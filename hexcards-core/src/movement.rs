//! Movement tokens and reachability

use crate::board::{Axial, Direction};
use crate::error::ParseError;
use rustc_hash::FxHashSet;
use serde::{Deserialize, Serialize};
use std::fmt;

/// How far a single movement step travels
#[derive(Clone, Copy, Debug, PartialEq, Eq, Hash, PartialOrd, Ord, Serialize, Deserialize)]
#[serde(try_from = "u8", into = "u8")]
pub enum Distance {
    One = 1,
    Two = 2,
}

impl Distance {
    pub fn steps(self) -> i32 {
        self as i32
    }
}

impl TryFrom<u8> for Distance {
    type Error = ParseError;

    fn try_from(value: u8) -> Result<Self, Self::Error> {
        match value {
            1 => Ok(Distance::One),
            2 => Ok(Distance::Two),
            other => Err(ParseError::InvalidDistance(other)),
        }
    }
}

impl From<Distance> for u8 {
    fn from(distance: Distance) -> u8 {
        distance as u8
    }
}

/// One reachable step from the origin hex, e.g. `2RB`
#[derive(Clone, Copy, Debug, PartialEq, Eq, Hash, Serialize, Deserialize)]
pub struct MovementToken {
    pub distance: Distance,
    pub direction: Direction,
}

impl MovementToken {
    pub const fn new(distance: Distance, direction: Direction) -> Self {
        Self {
            distance,
            direction,
        }
    }

    /// Hex this token lands on when moving from the origin
    pub fn target(&self) -> Axial {
        Axial::ORIGIN + self.direction.offset() * self.distance.steps()
    }
}

impl fmt::Display for MovementToken {
    fn fmt(&self, f: &mut fmt::Formatter<'_>) -> fmt::Result {
        write!(f, "{}{}", u8::from(self.distance), self.direction)
    }
}

/// Set of hexes reachable from the origin
#[derive(Clone, Debug, Default, PartialEq, Eq)]
pub struct ReachableSet(FxHashSet<Axial>);

impl ReachableSet {
    pub fn contains(&self, hex: Axial) -> bool {
        self.0.contains(&hex)
    }

    pub fn len(&self) -> usize {
        self.0.len()
    }

    pub fn is_empty(&self) -> bool {
        self.0.is_empty()
    }

    pub fn iter(&self) -> impl Iterator<Item = &Axial> {
        self.0.iter()
    }

    /// Coordinates in a stable order, for display
    pub fn sorted(&self) -> Vec<Axial> {
        let mut hexes: Vec<Axial> = self.0.iter().copied().collect();
        hexes.sort();
        hexes
    }
}

impl FromIterator<Axial> for ReachableSet {
    fn from_iter<T: IntoIterator<Item = Axial>>(iter: T) -> Self {
        Self(iter.into_iter().collect())
    }
}

/// Resolve movement tokens into the hexes they reach from the origin.
/// Tokens that land on the same hex collapse into one entry.
pub fn resolve_reachable(tokens: &[MovementToken]) -> ReachableSet {
    tokens.iter().map(MovementToken::target).collect()
}

/// Toggle state for one direction in the card editor
#[derive(Clone, Copy, Debug, Default, PartialEq, Eq, Serialize, Deserialize)]
pub struct DirectionToggle {
    pub enabled: bool,
    pub one: bool,
    pub two: bool,
}

/// Per-direction movement toggles, indexed like [`crate::board::DIRECTIONS`]
#[derive(Clone, Copy, Debug, PartialEq, Eq, Serialize, Deserialize)]
pub struct MoveToggles {
    toggles: [DirectionToggle; 6],
}

impl Default for MoveToggles {
    fn default() -> Self {
        Self::empty().with(
            Direction::Forward,
            DirectionToggle {
                enabled: true,
                one: true,
                two: false,
            },
        )
    }
}

impl MoveToggles {
    /// Every direction switched off
    pub fn empty() -> Self {
        Self {
            toggles: [DirectionToggle::default(); 6],
        }
    }

    pub fn get(&self, direction: Direction) -> DirectionToggle {
        self.toggles[direction as usize]
    }

    pub fn set(&mut self, direction: Direction, toggle: DirectionToggle) {
        self.toggles[direction as usize] = toggle;
    }

    pub fn with(mut self, direction: Direction, toggle: DirectionToggle) -> Self {
        self.set(direction, toggle);
        self
    }

    /// Enable a direction at the given distance, keeping any other distance
    pub fn enable(&mut self, token: MovementToken) {
        let toggle = &mut self.toggles[token.direction as usize];
        toggle.enabled = true;
        match token.distance {
            Distance::One => toggle.one = true,
            Distance::Two => toggle.two = true,
        }
    }

    /// Movement tokens for every enabled direction, in editor order
    pub fn tokens(&self) -> Vec<MovementToken> {
        let mut tokens = Vec::new();
        for direction in Direction::CLOCKWISE {
            let toggle = self.get(direction);
            if !toggle.enabled {
                continue;
            }
            if toggle.one {
                tokens.push(MovementToken::new(Distance::One, direction));
            }
            if toggle.two {
                tokens.push(MovementToken::new(Distance::Two, direction));
            }
        }
        tokens
    }

    pub fn reachable(&self) -> ReachableSet {
        resolve_reachable(&self.tokens())
    }
}

impl FromIterator<MovementToken> for MoveToggles {
    fn from_iter<T: IntoIterator<Item = MovementToken>>(iter: T) -> Self {
        let mut toggles = Self::empty();
        for token in iter {
            toggles.enable(token);
        }
        toggles
    }
}

#[cfg(test)]
mod tests {
    use super::*;

    fn token(distance: Distance, direction: Direction) -> MovementToken {
        MovementToken::new(distance, direction)
    }

    #[test]
    fn test_single_forward() {
        let set = resolve_reachable(&[token(Distance::One, Direction::Forward)]);
        assert_eq!(set.sorted(), vec![Axial::new(0, -1)]);
    }

    #[test]
    fn test_two_right_forward() {
        let set = resolve_reachable(&[token(Distance::Two, Direction::RightForward)]);
        assert_eq!(set.sorted(), vec![Axial::new(2, -2)]);
    }

    #[test]
    fn test_duplicates_collapse() {
        let set = resolve_reachable(&[
            token(Distance::One, Direction::Forward),
            token(Distance::One, Direction::Forward),
        ]);
        assert_eq!(set.len(), 1);
    }

    #[test]
    fn test_empty_tokens() {
        assert!(resolve_reachable(&[]).is_empty());
    }

    #[test]
    fn test_all_targets_on_board() {
        let mut tokens = Vec::new();
        for dir in Direction::CLOCKWISE {
            tokens.push(token(Distance::One, dir));
            tokens.push(token(Distance::Two, dir));
        }
        let set = resolve_reachable(&tokens);
        assert_eq!(set.len(), 12);
        assert!(set.iter().all(|h| h.within_radius(2)));
        assert!(!set.contains(Axial::ORIGIN));
    }

    #[test]
    fn test_token_display() {
        assert_eq!(token(Distance::One, Direction::Forward).to_string(), "1F");
        assert_eq!(token(Distance::Two, Direction::RightBack).to_string(), "2RB");
    }

    #[test]
    fn test_distance_conversion() {
        assert_eq!(Distance::try_from(2).unwrap(), Distance::Two);
        assert!(matches!(
            Distance::try_from(3),
            Err(ParseError::InvalidDistance(3))
        ));
    }

    #[test]
    fn test_token_json() {
        let json = serde_json::to_string(&token(Distance::Two, Direction::LeftBack)).unwrap();
        assert_eq!(json, r#"{"distance":2,"direction":"LB"}"#);
        let back: MovementToken = serde_json::from_str(&json).unwrap();
        assert_eq!(back, token(Distance::Two, Direction::LeftBack));
        assert!(serde_json::from_str::<MovementToken>(r#"{"distance":3,"direction":"F"}"#).is_err());
        assert!(serde_json::from_str::<MovementToken>(r#"{"distance":1,"direction":"X"}"#).is_err());
    }

    #[test]
    fn test_default_toggles() {
        let toggles = MoveToggles::default();
        assert_eq!(toggles.tokens(), vec![token(Distance::One, Direction::Forward)]);
        assert_eq!(toggles.reachable().sorted(), vec![Axial::new(0, -1)]);
    }

    #[test]
    fn test_disabled_direction_ignored() {
        let toggles = MoveToggles::empty().with(
            Direction::Back,
            DirectionToggle {
                enabled: false,
                one: true,
                two: true,
            },
        );
        assert!(toggles.tokens().is_empty());
    }

    #[test]
    fn test_toggles_from_tokens() {
        let toggles: MoveToggles = vec![
            token(Distance::Two, Direction::Back),
            token(Distance::One, Direction::LeftForward),
            token(Distance::One, Direction::Back),
        ]
        .into_iter()
        .collect();
        assert_eq!(
            toggles.tokens(),
            vec![
                token(Distance::One, Direction::LeftForward),
                token(Distance::One, Direction::Back),
                token(Distance::Two, Direction::Back),
            ]
        );
    }
}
++++++
> **About this task**
Copy the lines above exactly, from the very first through the one containing "pub fn target(&self)", and include no other line.

> **Expected output**
filename hexcards-core/src/movement.rs
//! Movement tokens and reachability

use crate::board::{Axial, Direction};
use crate::error::ParseError;
use rustc_hash::FxHashSet;
use serde::{Deserialize, Serialize};
use std::fmt;

/// How far a single movement step travels
#[derive(Clone, Copy, Debug, PartialEq, Eq, Hash, PartialOrd, Ord, Serialize, Deserialize)]
#[serde(try_from = "u8", into = "u8")]
pub enum Distance {
    One = 1,
    Two = 2,
}

impl Distance {
    pub fn steps(self) -> i32 {
        self as i32
    }
}

impl TryFrom<u8> for Distance {
    type Error = ParseError;

    fn try_from(value: u8) -> Result<Self, Self::Error> {
        match value {
            1 => Ok(Distance::One),
            2 => Ok(Distance::Two),
            other => Err(ParseError::InvalidDistance(other)),
        }
    }
}

impl From<Distance> for u8 {
    fn from(distance: Distance) -> u8 {
        distance as u8
    }
}

/// One reachable step from the origin hex, e.g. `2RB`
#[derive(Clone, Copy, Debug, PartialEq, Eq, Hash, Serialize, Deserialize)]
pub struct MovementToken {
    pub distance: Distance,
    pub direction: Direction,
}

impl MovementToken {
    pub const fn new(distance: Distance, direction: Direction) -> Self {
        Self {
            distance,
            direction,
        }
    }

    /// Hex this token lands on when moving from the origin
    pub fn target(&self) -> Axial {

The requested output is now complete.